(Collected data)
----
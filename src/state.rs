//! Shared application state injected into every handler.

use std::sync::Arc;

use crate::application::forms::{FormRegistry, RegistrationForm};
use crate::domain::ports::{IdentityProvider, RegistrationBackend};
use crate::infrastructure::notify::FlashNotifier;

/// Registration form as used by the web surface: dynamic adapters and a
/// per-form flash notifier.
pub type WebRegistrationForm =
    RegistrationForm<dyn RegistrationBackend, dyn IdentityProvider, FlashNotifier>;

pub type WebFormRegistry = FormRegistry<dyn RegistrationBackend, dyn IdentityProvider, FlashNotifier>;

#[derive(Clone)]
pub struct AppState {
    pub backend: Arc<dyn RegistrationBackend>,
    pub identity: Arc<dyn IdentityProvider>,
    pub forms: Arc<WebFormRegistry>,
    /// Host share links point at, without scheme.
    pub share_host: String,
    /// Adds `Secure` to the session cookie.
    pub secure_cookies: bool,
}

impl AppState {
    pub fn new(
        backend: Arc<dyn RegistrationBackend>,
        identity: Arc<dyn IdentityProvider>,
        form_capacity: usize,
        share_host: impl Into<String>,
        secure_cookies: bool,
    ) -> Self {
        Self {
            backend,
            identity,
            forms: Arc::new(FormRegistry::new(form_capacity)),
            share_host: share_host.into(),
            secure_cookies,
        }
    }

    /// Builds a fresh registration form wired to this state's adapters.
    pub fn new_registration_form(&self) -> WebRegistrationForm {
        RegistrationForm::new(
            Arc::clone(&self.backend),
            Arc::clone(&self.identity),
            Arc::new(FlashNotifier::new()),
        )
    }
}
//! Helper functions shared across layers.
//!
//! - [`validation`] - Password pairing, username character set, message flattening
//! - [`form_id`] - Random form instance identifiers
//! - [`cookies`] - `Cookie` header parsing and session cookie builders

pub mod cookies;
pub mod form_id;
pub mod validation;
----
-- TO DO --
The entries are to be retyped in full, with no alteration.

-- RESULT OF THIS TASK --
filename src/state.rs
//! Shared application state injected into every handler.

use std::sync::Arc;

use crate::application::forms::{FormRegistry, RegistrationForm};
use crate::domain::ports::{IdentityProvider, RegistrationBackend};
use crate::infrastructure::notify::FlashNotifier;

/// Registration form as used by the web surface: dynamic adapters and a
/// per-form flash notifier.
pub type WebRegistrationForm =
    RegistrationForm<dyn RegistrationBackend, dyn IdentityProvider, FlashNotifier>;

pub type WebFormRegistry = FormRegistry<dyn RegistrationBackend, dyn IdentityProvider, FlashNotifier>;

#[derive(Clone)]
pub struct AppState {
    pub backend: Arc<dyn RegistrationBackend>,
    pub identity: Arc<dyn IdentityProvider>,
    pub forms: Arc<WebFormRegistry>,
    /// Host share links point at, without scheme.
    pub share_host: String,
    /// Adds `Secure` to the session cookie.
    pub secure_cookies: bool,
}

impl AppState {
    pub fn new(
        backend: Arc<dyn RegistrationBackend>,
        identity: Arc<dyn IdentityProvider>,
        form_capacity: usize,
        share_host: impl Into<String>,
        secure_cookies: bool,
    ) -> Self {
        Self {
            backend,
            identity,
            forms: Arc::new(FormRegistry::new(form_capacity)),
            share_host: share_host.into(),
            secure_cookies,
        }
    }

    /// Builds a fresh registration form wired to this state's adapters.
    pub fn new_registration_form(&self) -> WebRegistrationForm {
        RegistrationForm::new(
            Arc::clone(&self.backend),
            Arc::clone(&self.identity),
            Arc::new(FlashNotifier::new()),
        )
    }
}
//! Helper functions shared across layers.
//!
//! - [`validation`] - Password pairing, username character set, message flattening
//! - [`form_id`] - Random form instance identifiers
//! - [`cookies`] - `Cookie` header parsing and session cookie builders

pub mod cookies;
pub mod form_id;
pub mod validation;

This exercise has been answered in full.